Пятый крестовый поход - страница 2




Штернберг закрыл глаза и зевнул, но, несмотря на усталость трудного боевого дня, сон никак не шел. Наплыв мыслей и воспоминаний не давал графу расслабиться и забыться. Вот и сейчас, воскрешая в памяти тот день битвы под горой Фавор, случившейся месяц назад, он все думал о превратностях судьбы. Брат Вальтер, который один поскакал на целое войско арабов и какое-то время бился в одиночестве, остался жив, а сколько славных рыцарей, бившихся бок о бок со своими товарищами, погибли. Нет, Штернберг уже не завидовал славе этого госпитальера, он был рад, что остался жив. Когда его ударили сзади по голове и он лишился сознания, Зигфрид Когельхайм с помощью нескольких рыцарей графа, оказавшихся по чистой случайности рядом, и нескольких копейщиков крестоносцев вырвали двух братьев из круговерти смерти и вынесли с поля боя. Христиане тогда разгромили мусульман, а два эмира погибли. Один из них должен был достаться Штернбергу, но граф понял, что на все воля Божия. Все, что ни делается, все к лучшему. Кто знает, был бы сейчас жив, атакуй он тогда эмира, или пал смертью храбрых? И был бы сейчас жив его брат Конрад? Но, черт возьми, находиться все время на краю бездны, рисковать всем и никогда не смиряться, продолжая борьбу, искать новых приключений и подвигов – в этом и есть прелесть жизни, вот когда остро чувствуешь ее вкус. Когда знаешь, что завтра ты можешь легко погибнуть на турнире, дуэли, войне или на охоте, именно тогда и любишь еще сильнее и крепче, будто в последний раз, и глоток простой воды из лесного ручья кажется лучше любого рейнского вина, а дружбу и верный меч ценишь больше, чем золотые побрякушки и милость государя.

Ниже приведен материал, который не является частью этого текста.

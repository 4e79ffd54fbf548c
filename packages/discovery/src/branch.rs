//! Current-branch lookup and branch name validation.

#![cfg_attr(feature = "fail-on-warnings", deny(warnings))]
#![warn(clippy::all, clippy::pedantic, clippy::nursery, clippy::cargo)]
#![allow(clippy::multiple_crate_versions)]

use std::path::Path;
use std::process::{Command, Stdio};
use std::time::{Duration, Instant};

use crate::error::DiscoveryError;

/// Deadline for the git branch lookup.
pub const GIT_TIMEOUT: Duration = Duration::from_secs(5);

/// Characters that must never appear in a branch name.
///
/// The branch name participates in path construction and must never be
/// interpretable by a shell. Deny-list applied to the raw retrieved string,
/// independent of how the name was obtained.
const FORBIDDEN_CHARS: &[char] = &[';', '&', '|', '<', '>', '$', '`', '"', '\'', '\\'];

const POLL_INTERVAL: Duration = Duration::from_millis(10);

/// Get the current branch name from the working directory's repository.
///
/// Runs `git rev-parse --abbrev-ref HEAD` with a 5 second deadline; trimmed
/// stdout is the branch name.
///
/// # Errors
///
/// * If the command cannot be spawned, exits non-zero, or prints nothing
/// * If the command exceeds its deadline (the child is killed)
pub fn current_branch() -> Result<String, DiscoveryError> {
    branch_from_git(None)
}

/// Get the current branch name for the repository at `dir`.
///
/// Same contract as [`current_branch`], with an explicit working directory.
///
/// # Errors
///
/// * If the command cannot be spawned, exits non-zero, or prints nothing
/// * If the command exceeds its deadline (the child is killed)
pub fn current_branch_in(dir: &Path) -> Result<String, DiscoveryError> {
    branch_from_git(Some(dir))
}

fn branch_from_git(dir: Option<&Path>) -> Result<String, DiscoveryError> {
    log::debug!("Querying current branch via git rev-parse");

    let mut command = Command::new("git");
    command
        .args(["rev-parse", "--abbrev-ref", "HEAD"])
        .stdin(Stdio::null())
        .stdout(Stdio::piped())
        .stderr(Stdio::piped());
    if let Some(dir) = dir {
        command.current_dir(dir);
    }

    let mut child = command.spawn().map_err(|e| DiscoveryError::BranchLookupError {
        message: format!("failed to run git: {e}"),
    })?;

    let deadline = Instant::now() + GIT_TIMEOUT;
    let status = loop {
        let polled = child.try_wait().map_err(|e| DiscoveryError::BranchLookupError {
            message: format!("failed to wait for git: {e}"),
        })?;
        if let Some(status) = polled {
            break status;
        }
        if Instant::now() >= deadline {
            log::debug!("git rev-parse exceeded {}s, killing", GIT_TIMEOUT.as_secs());
            let _ = child.kill();
            let _ = child.wait();
            return Err(DiscoveryError::CommandTimeout {
                seconds: GIT_TIMEOUT.as_secs(),
            });
        }
        std::thread::sleep(POLL_INTERVAL);
    };

    let output = child
        .wait_with_output()
        .map_err(|e| DiscoveryError::BranchLookupError {
            message: format!("failed to read git output: {e}"),
        })?;

    if !status.success() {
        let stderr = String::from_utf8_lossy(&output.stderr);
        return Err(DiscoveryError::BranchLookupError {
            message: format!("git rev-parse failed: {}", stderr.trim()),
        });
    }

    let branch = String::from_utf8_lossy(&output.stdout).trim().to_string();
    if branch.is_empty() {
        return Err(DiscoveryError::BranchLookupError {
            message: "git rev-parse returned an empty branch name".to_string(),
        });
    }

    log::debug!("Current branch: {branch}");
    Ok(branch)
}

/// Validate a branch name before it participates in path construction.
///
/// Rejects shell metacharacters and the special repository states (detached
/// HEAD, in-progress rebase or merge) where "current branch" is unreliable.
///
/// # Errors
///
/// * If the name contains any of `` ; & | < > $ ` " ' \ ``
/// * If the name marks a special git state
pub fn validate_branch(branch: &str) -> Result<(), DiscoveryError> {
    if branch.contains(FORBIDDEN_CHARS) {
        return Err(DiscoveryError::InvalidBranchName);
    }

    if branch == "HEAD" || branch == "(no branch)" {
        return Err(DiscoveryError::SpecialGitState {
            state: "detached HEAD".to_string(),
        });
    }
    if branch.contains("rebase") {
        return Err(DiscoveryError::SpecialGitState {
            state: "rebase in progress".to_string(),
        });
    }
    if branch.contains("merge") {
        return Err(DiscoveryError::SpecialGitState {
            state: "merge in progress".to_string(),
        });
    }

    Ok(())
}

#[cfg(test)]
mod tests {
    use super::*;
    use tempfile::TempDir;

    fn create_test_repo(branch: &str) -> TempDir {
        let dir = TempDir::new().unwrap();

        Command::new("git")
            .args(["init", "-b", branch])
            .current_dir(dir.path())
            .output()
            .unwrap();

        // `git rev-parse --abbrev-ref HEAD` needs at least one commit.
        Command::new("git")
            .args([
                "-c",
                "user.email=test@example.com",
                "-c",
                "user.name=test",
                "commit",
                "--allow-empty",
                "-m",
                "init",
            ])
            .current_dir(dir.path())
            .output()
            .unwrap();

        dir
    }

    #[test]
    fn test_current_branch_in_repo() {
        let dir = create_test_repo("feature/test-branch");

        let branch = current_branch_in(dir.path()).unwrap();

        assert_eq!(branch, "feature/test-branch");
    }

    #[test]
    fn test_current_branch_outside_repo() {
        let dir = TempDir::new().unwrap();

        let err = current_branch_in(dir.path()).unwrap_err();

        assert!(matches!(err, DiscoveryError::BranchLookupError { .. }));
    }

    #[test]
    fn test_validate_branch_accepts_normal_names() {
        validate_branch("main").unwrap();
        validate_branch("feature/auth").unwrap();
        validate_branch("specs/my-feature").unwrap();
    }

    #[test]
    fn test_validate_branch_rejects_forbidden_characters() {
        for c in [';', '&', '|', '<', '>', '$', '`', '"', '\'', '\\'] {
            let branch = format!("feat{c}ure");
            let err = validate_branch(&branch).unwrap_err();
            assert!(
                matches!(err, DiscoveryError::InvalidBranchName),
                "expected rejection for {c:?}"
            );
        }
    }

    #[test]
    fn test_validate_branch_rejects_special_states() {
        for branch in ["HEAD", "(no branch)", "rebase-apply", "my-merge-branch"] {
            let err = validate_branch(branch).unwrap_err();
            assert!(
                matches!(err, DiscoveryError::SpecialGitState { .. }),
                "expected rejection for {branch:?}"
            );
        }
    }

    #[test]
    fn test_validate_branch_error_omits_raw_name() {
        let err = validate_branch("evil;rm -rf").unwrap_err();
        assert!(!err.to_string().contains("evil"));
    }
}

Граф потер глаза и поднялся. Он был роста выше среднего, крепкого сложения, с русыми волосами и серыми глазами. Давно не бритая щетина уже обрела подобие бороды. Белые шелковые подушки, на которых он лежал, испачкались кровью. Штернберг обратил на это внимание, но тут же махнул рукой. Не жалко. Жалко стальные башмаки, на которых густо налипла кровь, – они могут заржаветь, а отчищать их от ржавчины трудновато.

Два часа назад закончился третий по счету штурм сарацинской крепости на горе Фавор. И опять неудачно. Двухтысячный гарнизон за мощными стенами, усеянными высокими башнями, держался стойко и нес весьма незначительные потери по сравнению с атакующими. Возвращаясь в лагерь, Штернберг видел, какое удручающее действие произвело на крестоносцев очередное поражение. Очень многие роптали, считая, что пора бы уже двинуться на Иерусалим или еще раз попытаться овладеть Дамаском, а некоторые вслух подумывали о возвращении домой. Граф и сам был не в духе. Мало того, что сегодня большой камень, пущенный со стены, чуть не угодил ему в голову, так еще и его оруженосец погиб, заживо сгорев, облитый кипящей смолой.

Поворочавшись на шелковых подушках, добытых Зигфридом в разграбленном сирийском селении, граф поднялся и стал снимать с себя кольчугу, шоссы и железные башмаки. Без посторонней помощи снимать доспехи было тяжело, но Штернберг кое-как справился сам, не зовя никого. Ему хотелось побыть одному.

Раздевшись, он снова лег. Наступала ночь, и бледная луна заглянула в круглое вентиляционное отверстие в крыше палатки. Глядя на луну, он вспомнил мать и тот вечер перед отправлением в Крестовый поход, когда она плакала, прижимая сына к себе. Тогда это проявление материнской любви казалось Генриху неловким и даже смешным, он постарался скорее освободиться из ее объятий и уверенным голосом, ободряя мать, обещал, что с ним ничего не случится и он вернется невредимым. Обязательно вернется. Сейчас, видя смерть и сам сея ее вокруг себя, граф до боли в душе пожалел, что не дал тогда матери подольше подержать его у своей груди, не сказал ей важных слов, все равно каких, ведь перед расставанием все слова кажутся важными.